Since Checkerboard City, my weekly column that runs in print in Newcity magazine, is limited to about 1,000 words, some good material from my recent interview with bike-friendly 39th Ward Alderman Margaret Laurino wound up on the cutting room floor. She had interesting things to say about bringing bike sharing to her district, as well as plans for extending the North Branch trail 4.2 miles south south to Foster Avenue. The latter will make it possible to bike roughly 25 miles from Belmont and the Chicago River in Lakeview to the Chicago Botanic Gardens in north suburban Glencoe on an almost entirely car-free route. We’ll get you more details on that exciting project in the near future.

Are there any transit improvement projects going on in your ward?

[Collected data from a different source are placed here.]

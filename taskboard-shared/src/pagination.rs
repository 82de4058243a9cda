/// Pagination for list endpoints
///
/// Page numbers are 1-based. Query strings are parsed leniently: a missing,
/// unparsable or non-positive `page` falls back to 1, and the same for
/// `per_page` falls back to the configured default. `per_page` is capped at
/// the configured maximum.

use serde::Serialize;

/// Resolved pagination parameters
#[derive(Debug, Clone, Copy, PartialEq, Eq)]
pub struct PageRequest {
    /// Page number (1-based)
    pub page: i64,

    /// Items per page (always >= 1)
    pub per_page: i64,
}

impl PageRequest {
    /// Creates a page request, clamping both values to at least 1
    pub fn new(page: i64, per_page: i64) -> Self {
        Self {
            page: page.max(1),
            per_page: per_page.max(1),
        }
    }

    /// Resolves raw query-string values into a page request
    ///
    /// # Example
    ///
    /// ```
    /// use taskboard_shared::pagination::PageRequest;
    ///
    /// let request = PageRequest::from_query(Some("2"), Some("abc"), 10, 100);
    /// assert_eq!(request, PageRequest::new(2, 10));
    ///
    /// let request = PageRequest::from_query(Some("0"), Some("500"), 10, 100);
    /// assert_eq!(request, PageRequest::new(1, 100));
    /// ```
    pub fn from_query(
        page: Option<&str>,
        per_page: Option<&str>,
        default_per_page: i64,
        max_per_page: i64,
    ) -> Self {
        let page = parse_positive(page).unwrap_or(1);
        let per_page = parse_positive(per_page)
            .unwrap_or(default_per_page)
            .min(max_per_page.max(1));

        Self::new(page, per_page)
    }

    /// Row offset for SQL `OFFSET`
    pub fn offset(&self) -> i64 {
        (self.page - 1).saturating_mul(self.per_page)
    }

    /// Row limit for SQL `LIMIT`
    pub fn limit(&self) -> i64 {
        self.per_page
    }
}

fn parse_positive(raw: Option<&str>) -> Option<i64> {
    raw.and_then(|value| value.trim().parse::<i64>().ok())
        .filter(|value| *value >= 1)
}

/// One page of results plus the totals clients need to render pagers
#[derive(Debug, Clone)]
pub struct Page<T> {
    /// Items on this page
    pub items: Vec<T>,

    /// Total number of matching items across all pages
    pub total: i64,

    /// The request that produced this page
    pub request: PageRequest,
}

impl<T> Page<T> {
    pub fn new(items: Vec<T>, total: i64, request: PageRequest) -> Self {
        Self {
            items,
            total,
            request,
        }
    }

    /// Number of pages (0 when there are no items)
    pub fn pages(&self) -> i64 {
        page_count(self.total, self.request.per_page)
    }

    /// Converts the items while keeping the totals
    pub fn map<U>(self, f: impl FnMut(T) -> U) -> Page<U> {
        Page {
            items: self.items.into_iter().map(f).collect(),
            total: self.total,
            request: self.request,
        }
    }

    /// Summary of the totals for a response body
    pub fn meta(&self) -> PageMeta {
        PageMeta {
            total: self.total,
            pages: self.pages(),
            current_page: self.request.page,
        }
    }
}

/// Totals serialized alongside list payloads
#[derive(Debug, Clone, Copy, PartialEq, Eq, Serialize)]
pub struct PageMeta {
    pub total: i64,
    pub pages: i64,
    pub current_page: i64,
}

/// Ceiling division of `total` by `per_page`
pub fn page_count(total: i64, per_page: i64) -> i64 {
    if total <= 0 || per_page <= 0 {
        return 0;
    }
    (total + per_page - 1) / per_page
}

#[cfg(test)]
mod tests {
    use super::*;

    #[test]
    fn test_defaults_when_missing() {
        let request = PageRequest::from_query(None, None, 10, 100);
        assert_eq!(request, PageRequest::new(1, 10));
        assert_eq!(request.offset(), 0);
        assert_eq!(request.limit(), 10);
    }

    #[test]
    fn test_invalid_values_fall_back() {
        let request = PageRequest::from_query(Some("-3"), Some("zero"), 10, 100);
        assert_eq!(request, PageRequest::new(1, 10));

        let request = PageRequest::from_query(Some("x"), Some("0"), 25, 100);
        assert_eq!(request, PageRequest::new(1, 25));
    }

    #[test]
    fn test_per_page_is_capped() {
        let request = PageRequest::from_query(Some("1"), Some("1000"), 10, 50);
        assert_eq!(request.per_page, 50);
    }

    #[test]
    fn test_offset() {
        let request = PageRequest::new(3, 10);
        assert_eq!(request.offset(), 20);
    }

    #[test]
    fn test_page_count() {
        assert_eq!(page_count(0, 10), 0);
        assert_eq!(page_count(1, 10), 1);
        assert_eq!(page_count(10, 10), 1);
        assert_eq!(page_count(11, 10), 2);
        assert_eq!(page_count(25, 5), 5);
    }

    #[test]
    fn test_page_meta_and_map() {
        let page = Page::new(vec![1, 2, 3], 13, PageRequest::new(2, 3));
        let mapped = page.map(|n| n * 10);

        assert_eq!(mapped.items, vec![10, 20, 30]);
        assert_eq!(
            mapped.meta(),
            PageMeta {
                total: 13,
                pages: 5,
                current_page: 2,
            }
        );
    }
}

I think that any improvements that have happened have actually already happened. One of them that I happen to be interested in because of the current ward re-map – you know we’re picking up new areas that we hadn’t had before. The one that I’m going to focus on is that Forest Glenn Metra stop where once again I want it to be a little bit more bike-friendly. I want people to once again be able to bring their bicycles to that stop and then hop on the train and go downtown. I don’t know how many people in my community are actually hopping on a bike, getting on Elston Avenue and actually going all the way downtown. I don’t think that’s happening too much. But getting to the train station on your bicycle… what do we call it, the last mile?

Exactly, yeah.

The last mile, that’s something that I want to really concentrate on. So I’m going to hopefully do that with Metra in cooperation with the city of Chicago there. And then I’d very much like to see a bike share [rental kiosks] at our universities in our ward. The one that I’m really going to push is going to be at Northeastern Illinois University because it’s a commuter college. I’d like to see a bike share [kiosk] on, say, Bryn Mawr. Then they can just rent their bikes, hop on Kimball, which isn’t a bad street for biking and get to the Brown Line at Lawrence and Kimball.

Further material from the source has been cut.